The North’s ties with Moscow, meanwhile, have ramped up dramatically in recent months, with a rare overseas trip by Kim Jong Un to Russia and a follow-up visit by Russian Foreign Minister Sergei Lavrov to Pyongyang.

Reports have indicated that an arms deal is a key part of the renewed diplomatic engagement, with Pyongyang supplying weapons to Moscow to replenish a dwindling artillery stockpile as its war in the Ukraine grinds on.

The White House said last month that North Korea had already delivered more than 1,000 containers of military equipment and munitions to Russia.

South Korea’s Joint Chiefs of Staff told local reporters Thursday that they estimate shipments have already doubled to 2,000 containers, likely filled with supplies of 122mm and 152mm artillery shells.

An unnamed JCS official added that the North may have also provided Russia with short-range ballistic missiles and anti-aircraft missiles, according to news agency Yonhap.

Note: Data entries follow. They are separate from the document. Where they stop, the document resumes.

// src/inference.rs

use crate::interface::{Classifier, ClassifierBatch};
use crate::types::ModelConfig;
use anyhow::{bail, Context, Result};
use ndarray::{Array2, ArrayView2, Axis};
use ort::{
    execution_providers::CUDAExecutionProvider,
    session::{builder::GraphOptimizationLevel, Session},
};
use tracing::{debug, info};

/// Two-class (free / occupied) spot classifier backed by ONNX Runtime.
pub struct OnnxSpotClassifier {
    session: Session,
}

impl OnnxSpotClassifier {
    pub fn new(config: &ModelConfig) -> Result<Self> {
        info!("Initializing spot classifier");
        info!("Model path: {}", config.path);

        let mut session_builder = Session::builder()?;

        if config.use_cuda {
            info!("Enabling CUDA execution provider");
            session_builder =
                session_builder.with_execution_providers([CUDAExecutionProvider::default()
                    .with_device_id(0)
                    .build()])?;
        }

        let session = session_builder
            .with_optimization_level(GraphOptimizationLevel::Level3)?
            .with_intra_threads(config.num_threads)?
            .with_inter_threads(1)?
            .commit_from_file(&config.path)
            .context("Failed to load spot classifier model")?;

        info!("✓ Spot classifier initialized");

        Ok(Self { session })
    }
}

impl Classifier for OnnxSpotClassifier {
    fn classify(&mut self, batch: &ClassifierBatch) -> Result<Vec<f32>> {
        if batch.is_empty() {
            return Ok(Vec::new());
        }

        let shape = [batch.count, 3, batch.side, batch.side];
        let input_value = ort::value::Value::from_array((
            shape.as_slice(),
            batch.data.clone().into_boxed_slice(),
        ))?;

        let outputs = self.session.run(ort::inputs!["input" => input_value])?;

        let (output_shape, data_slice) = outputs[0].try_extract_tensor::<f32>()?;
        debug!("Classifier output shape: {:?}", output_shape);

        let classes = data_slice.len() / batch.count.max(1);
        if classes < 2 || classes * batch.count != data_slice.len() {
            bail!(
                "Unexpected classifier output: {} values for {} crop(s)",
                data_slice.len(),
                batch.count
            );
        }

        let logits = ArrayView2::from_shape((batch.count, classes), data_slice)
            .context("Failed to view classifier output")?;
        let probs = softmax_rows(logits);

        Ok(probs.column(1).to_vec())
    }
}

/// Row-wise softmax, shifted by the row max for stability.
pub fn softmax_rows(logits: ArrayView2<f32>) -> Array2<f32> {
    let mut out = logits.to_owned();
    for mut row in out.axis_iter_mut(Axis(0)) {
        let max = row.fold(f32::NEG_INFINITY, |m, &v| m.max(v));
        row.mapv_inplace(|v| (v - max).exp());
        let sum = row.sum();
        if sum > 0.0 {
            row.mapv_inplace(|v| v / sum);
        }
    }
    out
}

#[cfg(test)]
mod tests {
    use super::*;
    use ndarray::array;

    #[test]
    fn test_softmax_rows() {
        let logits = array![[0.0f32, 0.0], [0.0, 2.0], [1000.0, 0.0]];
        let probs = softmax_rows(logits.view());
        assert!((probs[[0, 1]] - 0.5).abs() < 1e-6);
        assert!((probs[[1, 1]] - 0.880_797).abs() < 1e-4);
        assert!(probs[[2, 1]] < 1e-6);
        for row in probs.axis_iter(Axis(0)) {
            assert!((row.sum() - 1.0).abs() < 1e-5);
        }
    }
}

North Korea is reportedly seeking advanced technology for its space and missile programs in return. It has announced plans for a third attempt at placing a military spy satellite into orbit after a pair of failed launches this year.

The geopolitical realignment sparked by the Ukraine war has brought Russia and China closer together and is offering Pyongyang an opportunity to move away from its reliance on far-flung diplomatic missions to evade sanctions, Thae said.

“Because of the [Ukraine] war and their military cooperation with these two countries, North Korea is thinking they are able to survive [without the closed embassies],” Thae said. “Therefore, their strategic movement is to pivot toward Russia and China.”